A purpose-driven life
Live the band, exploded out of the gate: With all of the guys having a reputation in the South Jersey scene, there were 150 paid attendees at the first Rich People show. In September, Rich People will be opening for Grayscale, a Philadelphia-based pop-punk band that’s currently on a tour of the Midwest. It’s a big opportunity, but on a recent Wednesday evening, Rich is taking care of what recovery business.
“I’m headed out the door, about to pick up my boy Timmy and head to my home group,” he said. “I’m a bachelor, and I don’t have any kids, so I hit three or four meetings a week. I’ve got a regional service commitment, I’ve got sponsees, I do some work with a drug rehab up the street … I try to stay pretty involved. And honestly, the actual motivation behind it is that I just know I feel better when I do this stuff. I’m definitely not confused about any of it — most of the things I do are because they make me feel good!”
The spiritual high, however, is a far more fulfilling feeling that chemicals ever were. Rich maintains an active blog presence on his band's website, and occasionally, friends or even fans will reach out for some experience, strength and hope. If their problems are chemical in nature as his was, he'll tell them what worked for him and suggest coming to a meeting. He's not a counselor or a therapist, he added, but he is a guy with a few 24 hours under his belt, and a new way to live that's worked out pretty well for him so far.

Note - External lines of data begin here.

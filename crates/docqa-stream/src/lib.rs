//! Streaming response consumer for the document Q&A service.
//!
//! The service answers uploads and questions with newline-delimited JSON
//! records (`progress`, `start`, `stream`, `complete`, `error`, `done`)
//! delivered over a chunked HTTP body. This crate turns that byte stream into
//! sink callbacks and exactly one final result, whatever the chunk boundaries.
//!
//! # Consuming an answer stream
//!
//! ```no_run
//! use docqa_stream::prelude::*;
//!
//! # async fn demo(response: reqwest::Response) -> Result<(), StreamError> {
//! let sink = FnSink::new()
//!     .start(|start| eprintln!("mode: {}", start.mode))
//!     .delta(|text| print!("{text}"));
//!
//! let answer = StreamConsumer::query(sink)
//!     .run(StreamSource::from_response(response))
//!     .await?;
//!
//! println!("\nsources: {:?}", answer.source_labels());
//! # Ok(())
//! # }
//! ```

/// Line record → typed event classification.
pub mod classifier;
/// Completion mappings and final result types.
pub mod completion;
/// Per-session settings.
pub mod config;
/// Async consumer driving a session from a byte source, with cancellation.
pub mod consume;
/// Error types.
pub mod errors;
/// Wire event types.
pub mod event;
/// Newline framing over chunked bytes.
pub mod framer;
/// Tracing subscriber setup.
pub mod observability;
/// Common imports for typical usage.
pub mod prelude;
/// Session reconciler state machine.
pub mod session;
/// Caller-supplied event sinks.
pub mod sink;
/// Byte source abstraction and adapters.
pub mod transport;

pub use completion::{Completion, QueryAnswer, QueryCompletion, Transcript, UploadCompletion, UploadSummary};
pub use config::StreamConfig;
pub use consume::{AbortHandle, AbortSignal, StreamConsumer, abort_pair, consume_query, consume_upload};
pub use errors::{ConfigError, FramingError, StreamError, TransportError};
pub use event::{CompletePayload, Event, Progress, QueryMode, SourceRef, StartInfo};
pub use framer::{LineFramer, LineRecord};
pub use session::{SessionState, StreamSession};
pub use sink::{EventSink, FnSink, NoopSink, RecordingSink};
pub use transport::{ByteSource, ByteStream, StreamSource};
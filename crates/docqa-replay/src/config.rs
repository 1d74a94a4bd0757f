use std::{env, path::Path, str::FromStr};

/// Loads `.env` from the crate directory and then from the working directory.
pub fn init() {
    let _ = dotenvy::from_path(Path::new(
        format!("{}/.env", env!("CARGO_MANIFEST_DIR")).as_str(),
    ));
    dotenvy::dotenv().ok();
}

/// Reads and parses an environment variable.
///
/// Unset variables yield `None`; unparseable ones are logged and ignored.
pub fn get_env<T: FromStr>(key: &str) -> Option<T> {
    let raw = env::var(key).ok()?;
    match raw.trim().parse() {
        Ok(value) => Some(value),
        Err(_) => {
            tracing::error!(key, value = %raw, "ignoring unparseable environment variable");
            None
        }
    }
}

And there's an added bonus: By putting out positive energy into the universe through kindness and spiritual principles, he reaps the positive results in his own life. It’s a pretty simple formula, and it’s one that can work for anybody, he added.
“I just try to let people know that you can still have a life, you can still have fun and you can still be cool and not have to do drugs,” he said. “When I’m talking about these things, I don’t try to preach that recovery will be the answer for everybody, but I do know that with it, you can be cool and play in a rock band, the drugs don’t even matter anymore.”